___ Extracted information ___
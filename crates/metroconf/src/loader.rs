//! Config file discovery, loading, and environment variable overlay.

use crate::{ConfigError, MetroConfig};
use serde::Deserialize;
use std::env;
use std::path::{Path, PathBuf};

/// Information about where config values came from.
#[derive(Debug, Clone, Default)]
pub struct ConfigSources {
    /// Config files that were loaded (in order)
    pub files: Vec<PathBuf>,
    /// Environment variables that overrode config values
    pub env_overrides: Vec<String>,
}

/// Discover config files in standard locations.
///
/// Returns paths in load order (system, user, local).
/// Only returns files that exist.
pub fn discover_config_files() -> Vec<PathBuf> {
    discover_config_files_with_override(None)
}

/// Discover config files, optionally with a CLI override path.
///
/// If `cli_path` is provided and exists, it replaces the local override.
/// Returns paths in load order (system, user, local/cli).
pub fn discover_config_files_with_override(cli_path: Option<&Path>) -> Vec<PathBuf> {
    let mut files = Vec::new();

    let system = PathBuf::from("/etc/metronome/config.toml");
    if system.exists() {
        files.push(system);
    }

    // XDG_CONFIG_HOME or ~/.config
    if let Some(config_dir) = directories::BaseDirs::new().map(|d| d.config_dir().to_path_buf()) {
        let user = config_dir.join("metronome/config.toml");
        if user.exists() {
            files.push(user);
        }
    }

    if let Some(path) = cli_path {
        if path.exists() {
            files.push(path.to_path_buf());
            return files;
        }
    }

    let local = PathBuf::from("metronome.toml");
    if local.exists() {
        files.push(local);
    }

    files
}

/// Read a config file as a raw TOML table.
pub fn load_table(path: &Path) -> Result<toml::Table, ConfigError> {
    let contents = std::fs::read_to_string(path).map_err(|e| ConfigError::FileRead {
        path: path.to_path_buf(),
        source: e,
    })?;

    contents.parse().map_err(|e: toml::de::Error| ConfigError::Parse {
        path: path.to_path_buf(),
        message: e.to_string(),
    })
}

/// Load a single config file on top of the defaults.
pub fn load_from_file(path: &Path) -> Result<MetroConfig, ConfigError> {
    let table = load_table(path)?;
    from_table(table, Some(&path.to_path_buf()))
}

/// Merge `overlay` into `base`, key by key. Nested tables merge recursively,
/// everything else is replaced.
pub fn merge_tables(base: &mut toml::Table, overlay: toml::Table) {
    for (key, value) in overlay {
        match (base.get_mut(&key), value) {
            (Some(toml::Value::Table(existing)), toml::Value::Table(incoming)) => {
                merge_tables(existing, incoming);
            }
            (_, value) => {
                base.insert(key, value);
            }
        }
    }
}

/// Deserialize a merged table into a config, filling defaults and expanding
/// paths. `origin` only labels parse errors.
pub fn from_table(table: toml::Table, origin: Option<&PathBuf>) -> Result<MetroConfig, ConfigError> {
    let mut config =
        MetroConfig::deserialize(toml::Value::Table(table)).map_err(|e| ConfigError::Parse {
            path: origin.cloned().unwrap_or_default(),
            message: e.to_string(),
        })?;

    config.infra.paths.fleet_file = expand_path(&config.infra.paths.fleet_file.to_string_lossy());
    config.infra.paths.target_file = config
        .infra
        .paths
        .target_file
        .as_ref()
        .map(|p| expand_path(&p.to_string_lossy()));

    if config.control.apply.progress_granularity == 0 || config.control.apply.progress_granularity > 100 {
        return Err(ConfigError::Invalid(format!(
            "apply.progress_granularity must be within 1..=100, got {}",
            config.control.apply.progress_granularity
        )));
    }

    Ok(config)
}

/// Apply environment variable overrides to config.
pub fn apply_env_overrides(config: &mut MetroConfig, sources: &mut ConfigSources) {
    if let Ok(v) = env::var("METRONOME_FLEET_FILE") {
        config.infra.paths.fleet_file = expand_path(&v);
        sources.env_overrides.push("METRONOME_FLEET_FILE".to_string());
    }
    if let Ok(v) = env::var("METRONOME_TARGET_FILE") {
        config.infra.paths.target_file = Some(expand_path(&v));
        sources.env_overrides.push("METRONOME_TARGET_FILE".to_string());
    }

    if let Ok(v) = env::var("METRONOME_LOG_LEVEL") {
        config.infra.telemetry.log_level = v;
        sources.env_overrides.push("METRONOME_LOG_LEVEL".to_string());
    }
    // Also support RUST_LOG
    if let Ok(v) = env::var("RUST_LOG") {
        config.infra.telemetry.log_level = v;
        sources.env_overrides.push("RUST_LOG".to_string());
    }

    if let Ok(v) = env::var("METRONOME_COMMAND_LATENCY_MS") {
        if let Ok(ms) = v.parse() {
            config.control.simulation.command_latency_ms = ms;
            sources.env_overrides.push("METRONOME_COMMAND_LATENCY_MS".to_string());
        }
    }
    if let Ok(v) = env::var("METRONOME_FAILING_DEVICES") {
        config.control.simulation.failing_devices = v
            .split(',')
            .map(str::trim)
            .filter(|s| !s.is_empty())
            .map(str::to_string)
            .collect();
        sources.env_overrides.push("METRONOME_FAILING_DEVICES".to_string());
    }
}

/// Expand ~ and environment variables in a path.
pub fn expand_path(path: &str) -> PathBuf {
    if let Some(stripped) = path.strip_prefix("~/") {
        if let Some(home) = directories::BaseDirs::new().map(|d| d.home_dir().to_path_buf()) {
            home.join(stripped)
        } else {
            PathBuf::from(path)
        }
    } else if let Some(stripped) = path.strip_prefix('$') {
        // $VAR/rest/of/path
        if let Some(slash_pos) = stripped.find('/') {
            let var_name = &stripped[..slash_pos];
            if let Ok(var_value) = env::var(var_name) {
                PathBuf::from(var_value).join(&stripped[slash_pos + 1..])
            } else {
                PathBuf::from(path)
            }
        } else {
            env::var(stripped)
                .map(PathBuf::from)
                .unwrap_or_else(|_| PathBuf::from(path))
        }
    } else {
        PathBuf::from(path)
    }
}
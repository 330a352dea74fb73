//! CLI command implementations

use std::path::{Path, PathBuf};
use std::sync::Arc;

use anyhow::{Context, Result};
use metroconf::{ConfigSources, MetroConfig};
use metronome::{
    build_domain_model, DeviceDirectory, DomainMapping, FleetDirectory, MediaClockManager, SimulatedNetwork,
    TargetLayout,
};

use crate::render;

/// Config plus the loaded fleet snapshot.
pub struct Session {
    pub config: MetroConfig,
    pub fleet_path: PathBuf,
    pub fleet: Arc<FleetDirectory>,
}

impl Session {
    /// Load the fleet named by `fleet_override` or by the config.
    pub fn open(config: MetroConfig, fleet_override: Option<&Path>) -> Result<Self> {
        let fleet_path = fleet_override
            .map(Path::to_path_buf)
            .unwrap_or_else(|| config.infra.paths.fleet_file.clone());
        let fleet = FleetDirectory::load(&fleet_path)
            .with_context(|| format!("Failed to load fleet from {}", fleet_path.display()))?;
        tracing::debug!(fleet.path = %fleet_path.display(), fleet.devices = fleet.device_ids().len(), "Fleet loaded");
        Ok(Self {
            config,
            fleet_path,
            fleet: Arc::new(fleet),
        })
    }

    fn current_model(&self) -> DomainMapping {
        build_domain_model(&*self.fleet, self.fleet.device_ids())
    }

    fn target_path(&self, target: Option<&Path>) -> Result<PathBuf> {
        target
            .map(Path::to_path_buf)
            .or_else(|| self.config.infra.paths.target_file.clone())
            .context("No target layout given; pass --target or set paths.target_file")
    }

    fn manager(&self) -> Result<MediaClockManager> {
        let network = SimulatedNetwork::from_config(self.fleet.clone(), &self.config.control.simulation)
            .context("Invalid simulation.failing_devices")?;
        Ok(MediaClockManager::new(self.fleet.clone(), Arc::new(network)).with_apply_config(&self.config.control.apply))
    }
}

pub fn load_target(path: &Path) -> Result<DomainMapping> {
    let text = std::fs::read_to_string(path).with_context(|| format!("Failed to read {}", path.display()))?;
    let layout: TargetLayout =
        serde_json::from_str(&text).with_context(|| format!("Failed to parse target layout {}", path.display()))?;
    Ok(layout.into_mapping())
}

/// Resolved master and error per device.
pub fn masters(session: &Session) -> String {
    render::masters(&session.current_model(), &*session.fleet)
}

/// The current domain model, as text or as a target layout in JSON.
pub fn model(session: &Session, json: bool) -> Result<String> {
    let model = session.current_model();
    if json {
        let layout = TargetLayout::from_mapping(&model);
        return Ok(serde_json::to_string_pretty(&layout)? + "\n");
    }
    Ok(render::model(&model, &*session.fleet))
}

/// What `apply` would do, without doing it.
pub fn plan(session: &Session, target: Option<&Path>, json: bool) -> Result<String> {
    let target = load_target(&session.target_path(target)?)?;
    let mut manager = session.manager()?;
    let plan = manager.plan_media_clock_domain_model(&target);
    if manager.is_conflicting_with_stream_formats(&target) {
        tracing::warn!("Target rates conflict with current stream formats");
    }
    if json {
        return Ok(serde_json::to_string_pretty(&plan)? + "\n");
    }
    Ok(plan.to_string())
}

/// Run the plan against the simulated network and report the outcome.
///
/// With `write`, the resulting fleet replaces the fleet file.
pub async fn apply(session: &Session, target: Option<&Path>, write: bool) -> Result<String> {
    let target = load_target(&session.target_path(target)?)?;
    let mut manager = session.manager()?;
    if manager.is_conflicting_with_stream_formats(&target) {
        tracing::warn!("Target rates conflict with current stream formats");
    }

    let info = manager.apply_media_clock_domain_model(&target).await;
    manager.process_pending_events();

    let mut report = format!(
        "applied {} commands in {} phases, {} errors\n",
        info.commands,
        info.phases,
        info.errors.len()
    );
    report.push_str(&render::errors(&info.errors, &*session.fleet));

    if write {
        session
            .fleet
            .save(&session.fleet_path)
            .with_context(|| format!("Failed to write fleet to {}", session.fleet_path.display()))?;
        tracing::info!(fleet.path = %session.fleet_path.display(), "Fleet written");
    }
    Ok(report)
}

/// Effective configuration and where it came from.
pub fn config(config: &MetroConfig, sources: &ConfigSources) -> String {
    let mut out = String::new();
    if sources.files.is_empty() {
        out.push_str("# No config files found, using defaults\n");
    }
    for file in &sources.files {
        out.push_str(&format!("# from {}\n", file.display()));
    }
    for var in &sources.env_overrides {
        out.push_str(&format!("# env {}\n", var));
    }
    out.push('\n');
    out.push_str(&config.to_toml());
    out
}
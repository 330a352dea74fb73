//! metro - operator CLI for Metronome
//!
//! - `commands`: one function per subcommand, each returning its report
//! - `render`: plain-text tables for models, masters, and errors
//! - `telemetry`: tracing subscriber setup

pub mod commands;
pub mod render;
pub mod telemetry;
___
- Your assignment -
Using the entries above, repeat only the lines from the one containing "pub fn discover_config_files()" through the one containing "for (key, value)", end lines included.

- Solution for this exercise -
pub fn discover_config_files() -> Vec<PathBuf> {
    discover_config_files_with_override(None)
}

/// Discover config files, optionally with a CLI override path.
///
/// If `cli_path` is provided and exists, it replaces the local override.
/// Returns paths in load order (system, user, local/cli).
pub fn discover_config_files_with_override(cli_path: Option<&Path>) -> Vec<PathBuf> {
    let mut files = Vec::new();

    let system = PathBuf::from("/etc/metronome/config.toml");
    if system.exists() {
        files.push(system);
    }

    // XDG_CONFIG_HOME or ~/.config
    if let Some(config_dir) = directories::BaseDirs::new().map(|d| d.config_dir().to_path_buf()) {
        let user = config_dir.join("metronome/config.toml");
        if user.exists() {
            files.push(user);
        }
    }

    if let Some(path) = cli_path {
        if path.exists() {
            files.push(path.to_path_buf());
            return files;
        }
    }

    let local = PathBuf::from("metronome.toml");
    if local.exists() {
        files.push(local);
    }

    files
}

/// Read a config file as a raw TOML table.
pub fn load_table(path: &Path) -> Result<toml::Table, ConfigError> {
    let contents = std::fs::read_to_string(path).map_err(|e| ConfigError::FileRead {
        path: path.to_path_buf(),
        source: e,
    })?;

    contents.parse().map_err(|e: toml::de::Error| ConfigError::Parse {
        path: path.to_path_buf(),
        message: e.to_string(),
    })
}

/// Load a single config file on top of the defaults.
pub fn load_from_file(path: &Path) -> Result<MetroConfig, ConfigError> {
    let table = load_table(path)?;
    from_table(table, Some(&path.to_path_buf()))
}

/// Merge `overlay` into `base`, key by key. Nested tables merge recursively,
/// everything else is replaced.
pub fn merge_tables(base: &mut toml::Table, overlay: toml::Table) {
    for (key, value) in overlay {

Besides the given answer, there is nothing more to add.